Espagne: dévotion et émotion au passage des processions de la semaine sainte Monde -
Europe 8:34 La "dévotion", et un "sentiment inexplicable" poussent Manuel Saldaña, chaque vendredi saint depuis huit ans, à prendre place parmi les 48 porteurs du Christ de la Macarena, qui défile à l'aube dans les rues de Séville, un des moments forts de la semaine sainte.
A Séville (sud), environ 70 processions paradent pendant les 10 jours de fêtes entourant la semaine sainte, dévoilant aux fidèles et aux touristes leurs somptueux "mystères", ces sculptures de bois représentant le Christ avant la crucifixion ou la Vierge Marie.
Mais le moment-clé est la "Madruga", qui dure de jeudi vers minuit à vendredi vers 14H00, et concentre les plus importantes processions de ces festivités très suivies en Espagne.
Le Christ de la Macarena, celui que porte Manuel, pèse 2,5 tonnes, ce qui oblige les porteurs à entretenir une bonne condition physique.
"Pour moi, c'est de l'art", commente sa femme, Agripina, en désignant les "mystères", pouvant dater du XVIIe siècle, entourés de chandeliers d'argents, de tapis de fils d'or.
A cette émotion artistique "s'ajoute la tradition, le fait d'être né ici, la foi, le fait de l'avoir vécu depuis tout petit", selon elle.
Et si on ajoute à cela "la fatigue de toute la nuit, et la musique", les larmes perlent sous de nombreux regards au passage du Christ et de la Vierge.
Des "Olé!", "Macarena, tu es si belle" pleuvent des balcons, avec des pétales de roses.
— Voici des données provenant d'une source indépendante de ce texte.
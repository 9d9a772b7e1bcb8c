//! Record store and blob store configuration
//!
//! The record store is a realtime JSON database reached over REST; the blob
//! store holds vehicle photos under one folder per stock number.

use std::time::Duration;

use super::environment::{optional, parsed, required, ConfigError};

/// Record store configuration
#[derive(Debug, Clone)]
pub struct DatabaseConfig {
    pub url: String,
    pub auth_secret: Option<String>,
    pub inventory_path: String,
    pub metadata_path: String,
    pub request_timeout: Duration,
}

impl Default for DatabaseConfig {
    fn default() -> Self {
        Self {
            url: "http://localhost:9000".to_string(),
            auth_secret: None,
            inventory_path: "inventory".to_string(),
            metadata_path: "inventory_metadata".to_string(),
            request_timeout: Duration::from_secs(10),
        }
    }
}

impl DatabaseConfig {
    /// Load from the process environment (used by the maintenance tools)
    pub fn from_env() -> Result<Self, ConfigError> {
        Self::from_lookup(|key| std::env::var(key).ok())
    }

    pub fn from_lookup<F>(lookup: F) -> Result<Self, ConfigError>
    where
        F: Fn(&str) -> Option<String>,
    {
        let defaults = Self::default();
        let url = required(&lookup, "DATABASE_URL")?;
        if !url.starts_with("http://") && !url.starts_with("https://") {
            return Err(ConfigError::Invalid {
                key: "DATABASE_URL",
                expected: "http(s) URL",
                value: url,
            });
        }

        Ok(Self {
            url: url.trim_end_matches('/').to_string(),
            auth_secret: optional(&lookup, "DATABASE_AUTH"),
            inventory_path: optional(&lookup, "DATABASE_INVENTORY")
                .unwrap_or(defaults.inventory_path),
            metadata_path: optional(&lookup, "DATABASE_INVENTORY_METADATA")
                .unwrap_or(defaults.metadata_path),
            request_timeout: Duration::from_secs(parsed(&lookup, "DATABASE_TIMEOUT", 10u64)?),
        })
    }

    /// Path of a single inventory record
    pub fn record_path(&self, stock_num: &str) -> String {
        format!("{}/{}", self.inventory_path, stock_num)
    }
}

/// Blob store configuration
#[derive(Debug, Clone)]
pub struct StorageConfig {
    pub base_url: String,
    pub bucket: String,
    pub inventory_prefix: String,
    pub image_limit: usize,
    /// Vehicles resolved at once when enriching many records
    pub concurrency: usize,
    pub request_timeout: Duration,
}

impl Default for StorageConfig {
    fn default() -> Self {
        Self {
            base_url: "https://firebasestorage.googleapis.com".to_string(),
            bucket: "dealership.appspot.com".to_string(),
            inventory_prefix: "inventory".to_string(),
            image_limit: 10,
            concurrency: 8,
            request_timeout: Duration::from_secs(10),
        }
    }
}

impl StorageConfig {
    pub fn from_lookup<F>(lookup: F) -> Result<Self, ConfigError>
    where
        F: Fn(&str) -> Option<String>,
    {
        let defaults = Self::default();
        let image_limit: usize = parsed(&lookup, "STORAGE_IMAGE_LIMIT", defaults.image_limit)?;
        let concurrency: usize = parsed(&lookup, "STORAGE_CONCURRENCY", defaults.concurrency)?;
        for (key, value) in [("STORAGE_IMAGE_LIMIT", image_limit), ("STORAGE_CONCURRENCY", concurrency)] {
            if value == 0 {
                return Err(ConfigError::Invalid {
                    key,
                    expected: "positive number",
                    value: "0".to_string(),
                });
            }
        }

        Ok(Self {
            base_url: optional(&lookup, "STORAGE_BASE_URL")
                .map(|u| u.trim_end_matches('/').to_string())
                .unwrap_or(defaults.base_url),
            bucket: required(&lookup, "STORAGE_BUCKET")?,
            inventory_prefix: optional(&lookup, "STORAGE_INVENTORY")
                .unwrap_or(defaults.inventory_prefix),
            image_limit,
            concurrency,
            request_timeout: Duration::from_secs(parsed(&lookup, "STORAGE_TIMEOUT", 10u64)?),
        })
    }

    /// Folder holding a vehicle's photos
    pub fn vehicle_prefix(&self, stock_num: &str) -> String {
        format!("{}/{}/", self.inventory_prefix, stock_num)
    }
}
Parfois, l'un de spectateurs pousse une "saeta", chant religieux qui s'achève sous les bravos.
Mais les ovations sont aussi pour les porteurs, les centurions romains et bien sûr les impressionnants pénitents, les "nazarenos", ces personnages coiffés de leur typique capuche conique, héritée de l'Inquisition, véritable image de marque de la semaine sainte espagnole au delà des frontières.
Près de 60.000 de ces pénitents vont défiler, et ceux officiant entre jeudi et vendredi matin ont marché presque toute la nuit.
"Tu termines sur les genoux", admet Manolo Bernardo, 36 ans, dont 24 de défilés dans la procession de "Los Gitanos" (les Gitans).
"Tous les ans, à l'arrivée à la cathédrale je me disais: +c'est fini, je ne ne sors plus+ ou encore +quel besoin ai-je de m'infliger cela?+, mais il y a quelque chose qui te pousse" à continuer, comme le désir de "participer", témoigne-t-il.
"Tu es transporté à une autre époque, c'est unique, cela dure depuis six ou sept siècles et cela continue pratiquement à l'identique", ajoute Carlos Garcia, autre pénitent depuis 30 ans, dont plusieurs dans la fameuse et austère procession du "Silence".
"Ce n'est pas de la religiosité, c'est une tradition, pure et dure", selon lui.
Mais pour la mère de Manuel Saldana, "c'est la foi que je porte dans le Christ et dans la Vierge de la Macarena" qui provoque "une émotion très forte", et qui l'est encore plus au passage de son fils porteur.
A 71 ans, Maria définit sa famille du populaire quartier de la Macarena: Ils sont "très +macareniens+".